* [Action item]:
Below are the entries to work from; restate word for word the portion that opens with the line containing "pub const SPEED_BASE: f32 = 0.1;" and closes with the line containing "sqrt(phase))^2 + IDLE_FLOOR", keeping both.

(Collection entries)
● ● ● ● ● ● ●

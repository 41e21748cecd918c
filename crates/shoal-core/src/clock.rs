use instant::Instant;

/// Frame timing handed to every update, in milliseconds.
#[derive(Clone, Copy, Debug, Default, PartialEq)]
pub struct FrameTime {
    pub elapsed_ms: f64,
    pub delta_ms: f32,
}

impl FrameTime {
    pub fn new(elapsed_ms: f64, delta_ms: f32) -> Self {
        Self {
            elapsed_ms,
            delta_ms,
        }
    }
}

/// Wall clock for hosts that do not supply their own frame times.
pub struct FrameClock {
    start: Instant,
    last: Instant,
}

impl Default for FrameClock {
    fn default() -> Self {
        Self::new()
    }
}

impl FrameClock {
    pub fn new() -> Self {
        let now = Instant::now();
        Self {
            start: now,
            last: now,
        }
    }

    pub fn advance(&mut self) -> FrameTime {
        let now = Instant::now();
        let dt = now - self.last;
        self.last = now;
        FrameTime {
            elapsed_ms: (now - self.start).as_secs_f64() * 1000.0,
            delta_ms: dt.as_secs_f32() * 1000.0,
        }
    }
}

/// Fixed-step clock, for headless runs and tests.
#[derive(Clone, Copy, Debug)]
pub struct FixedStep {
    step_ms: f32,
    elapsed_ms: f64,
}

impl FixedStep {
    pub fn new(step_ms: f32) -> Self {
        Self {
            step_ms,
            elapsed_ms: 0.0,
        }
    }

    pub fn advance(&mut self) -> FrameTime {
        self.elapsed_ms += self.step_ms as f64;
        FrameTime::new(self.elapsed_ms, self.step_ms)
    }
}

● ● ● ● ● ● ●

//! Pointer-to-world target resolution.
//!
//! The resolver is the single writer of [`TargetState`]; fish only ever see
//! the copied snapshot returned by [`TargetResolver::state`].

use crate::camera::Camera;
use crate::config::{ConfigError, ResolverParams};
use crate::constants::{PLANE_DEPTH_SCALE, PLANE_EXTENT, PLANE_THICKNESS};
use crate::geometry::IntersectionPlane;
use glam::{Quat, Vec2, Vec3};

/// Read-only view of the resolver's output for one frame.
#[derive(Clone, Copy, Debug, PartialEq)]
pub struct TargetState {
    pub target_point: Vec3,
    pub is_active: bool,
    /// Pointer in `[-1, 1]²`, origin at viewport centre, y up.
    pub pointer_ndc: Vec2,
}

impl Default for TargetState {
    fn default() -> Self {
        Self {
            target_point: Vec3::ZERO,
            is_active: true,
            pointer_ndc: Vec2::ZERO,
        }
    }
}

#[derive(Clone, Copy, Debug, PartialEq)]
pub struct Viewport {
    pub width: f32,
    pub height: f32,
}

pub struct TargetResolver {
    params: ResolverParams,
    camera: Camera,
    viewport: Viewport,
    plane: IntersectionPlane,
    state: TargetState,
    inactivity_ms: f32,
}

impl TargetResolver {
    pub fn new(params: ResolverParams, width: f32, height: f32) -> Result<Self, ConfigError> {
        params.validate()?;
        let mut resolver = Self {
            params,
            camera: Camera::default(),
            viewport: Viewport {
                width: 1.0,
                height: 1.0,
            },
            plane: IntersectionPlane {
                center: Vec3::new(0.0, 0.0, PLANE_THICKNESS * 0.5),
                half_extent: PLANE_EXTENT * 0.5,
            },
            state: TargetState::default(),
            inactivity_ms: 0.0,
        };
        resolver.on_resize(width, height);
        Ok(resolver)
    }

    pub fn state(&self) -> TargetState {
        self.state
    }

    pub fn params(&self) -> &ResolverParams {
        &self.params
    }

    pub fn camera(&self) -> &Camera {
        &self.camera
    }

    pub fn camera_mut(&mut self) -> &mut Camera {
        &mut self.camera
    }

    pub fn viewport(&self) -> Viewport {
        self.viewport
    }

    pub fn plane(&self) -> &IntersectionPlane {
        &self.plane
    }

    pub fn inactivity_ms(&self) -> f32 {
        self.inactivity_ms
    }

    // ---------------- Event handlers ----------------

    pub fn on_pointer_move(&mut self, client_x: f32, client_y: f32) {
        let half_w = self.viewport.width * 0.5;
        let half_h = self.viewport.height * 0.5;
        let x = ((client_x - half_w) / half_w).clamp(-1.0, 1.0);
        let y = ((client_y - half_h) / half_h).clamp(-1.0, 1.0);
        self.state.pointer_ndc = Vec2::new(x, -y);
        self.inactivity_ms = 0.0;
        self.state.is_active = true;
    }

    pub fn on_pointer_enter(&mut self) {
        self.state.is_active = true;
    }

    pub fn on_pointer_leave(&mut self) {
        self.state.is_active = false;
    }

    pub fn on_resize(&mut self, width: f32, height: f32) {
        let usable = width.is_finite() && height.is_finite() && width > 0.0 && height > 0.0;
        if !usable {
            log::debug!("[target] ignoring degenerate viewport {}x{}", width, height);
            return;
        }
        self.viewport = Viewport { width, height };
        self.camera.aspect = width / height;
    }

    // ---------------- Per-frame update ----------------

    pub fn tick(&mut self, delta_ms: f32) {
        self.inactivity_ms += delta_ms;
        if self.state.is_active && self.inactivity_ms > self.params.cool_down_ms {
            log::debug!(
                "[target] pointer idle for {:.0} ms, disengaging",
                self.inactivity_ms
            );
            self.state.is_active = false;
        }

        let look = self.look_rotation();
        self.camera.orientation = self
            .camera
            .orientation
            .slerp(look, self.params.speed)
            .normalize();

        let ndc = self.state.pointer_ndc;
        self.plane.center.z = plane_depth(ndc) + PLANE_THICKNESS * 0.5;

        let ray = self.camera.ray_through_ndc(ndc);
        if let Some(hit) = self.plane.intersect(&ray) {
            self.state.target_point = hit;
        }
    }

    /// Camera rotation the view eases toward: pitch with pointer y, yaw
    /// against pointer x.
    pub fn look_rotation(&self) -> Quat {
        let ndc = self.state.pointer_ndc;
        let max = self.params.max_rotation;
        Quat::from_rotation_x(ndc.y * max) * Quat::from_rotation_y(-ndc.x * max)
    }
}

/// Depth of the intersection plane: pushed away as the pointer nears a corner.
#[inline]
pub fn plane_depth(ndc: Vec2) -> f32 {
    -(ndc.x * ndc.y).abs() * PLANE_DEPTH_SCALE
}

● ● ● ● ● ● ●

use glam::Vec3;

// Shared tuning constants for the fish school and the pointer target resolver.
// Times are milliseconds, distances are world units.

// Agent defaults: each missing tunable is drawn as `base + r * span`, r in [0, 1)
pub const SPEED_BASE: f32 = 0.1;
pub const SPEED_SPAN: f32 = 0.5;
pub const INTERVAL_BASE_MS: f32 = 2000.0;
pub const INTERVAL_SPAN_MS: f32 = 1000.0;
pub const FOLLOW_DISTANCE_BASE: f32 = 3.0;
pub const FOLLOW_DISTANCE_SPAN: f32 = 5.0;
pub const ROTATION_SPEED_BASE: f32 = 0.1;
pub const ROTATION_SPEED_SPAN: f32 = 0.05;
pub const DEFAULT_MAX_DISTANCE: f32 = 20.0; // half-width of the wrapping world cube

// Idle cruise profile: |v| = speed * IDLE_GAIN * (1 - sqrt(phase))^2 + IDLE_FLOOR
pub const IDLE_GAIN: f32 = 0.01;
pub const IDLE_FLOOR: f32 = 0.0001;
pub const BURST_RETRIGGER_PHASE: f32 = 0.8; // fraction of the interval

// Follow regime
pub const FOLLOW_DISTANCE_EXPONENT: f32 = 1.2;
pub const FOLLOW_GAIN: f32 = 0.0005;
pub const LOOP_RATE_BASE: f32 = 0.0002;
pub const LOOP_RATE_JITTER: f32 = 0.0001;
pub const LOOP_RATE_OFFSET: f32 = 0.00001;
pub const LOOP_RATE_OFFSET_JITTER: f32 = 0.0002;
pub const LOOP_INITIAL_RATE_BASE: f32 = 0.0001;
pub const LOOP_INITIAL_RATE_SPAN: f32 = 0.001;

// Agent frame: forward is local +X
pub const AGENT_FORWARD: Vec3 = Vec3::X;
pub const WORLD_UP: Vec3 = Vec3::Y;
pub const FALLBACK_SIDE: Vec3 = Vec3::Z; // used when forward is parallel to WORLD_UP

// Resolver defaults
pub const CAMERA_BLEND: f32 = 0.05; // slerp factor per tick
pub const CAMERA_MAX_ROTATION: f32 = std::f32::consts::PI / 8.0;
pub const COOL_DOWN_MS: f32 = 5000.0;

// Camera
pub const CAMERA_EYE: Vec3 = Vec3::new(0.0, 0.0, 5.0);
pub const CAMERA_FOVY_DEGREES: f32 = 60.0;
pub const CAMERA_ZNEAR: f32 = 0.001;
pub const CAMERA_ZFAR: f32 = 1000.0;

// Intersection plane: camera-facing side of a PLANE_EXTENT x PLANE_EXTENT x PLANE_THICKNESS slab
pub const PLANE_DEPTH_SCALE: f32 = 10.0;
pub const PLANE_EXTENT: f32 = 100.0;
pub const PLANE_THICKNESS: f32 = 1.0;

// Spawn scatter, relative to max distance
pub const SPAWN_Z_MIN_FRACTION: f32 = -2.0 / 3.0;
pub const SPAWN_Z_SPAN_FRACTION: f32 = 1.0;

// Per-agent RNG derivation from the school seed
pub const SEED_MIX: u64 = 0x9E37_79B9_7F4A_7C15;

● ● ● ● ● ● ●

* [Result below]:
pub const SPEED_BASE: f32 = 0.1;
pub const SPEED_SPAN: f32 = 0.5;
pub const INTERVAL_BASE_MS: f32 = 2000.0;
pub const INTERVAL_SPAN_MS: f32 = 1000.0;
pub const FOLLOW_DISTANCE_BASE: f32 = 3.0;
pub const FOLLOW_DISTANCE_SPAN: f32 = 5.0;
pub const ROTATION_SPEED_BASE: f32 = 0.1;
pub const ROTATION_SPEED_SPAN: f32 = 0.05;
pub const DEFAULT_MAX_DISTANCE: f32 = 20.0; // half-width of the wrapping world cube

// Idle cruise profile: |v| = speed * IDLE_GAIN * (1 - sqrt(phase))^2 + IDLE_FLOOR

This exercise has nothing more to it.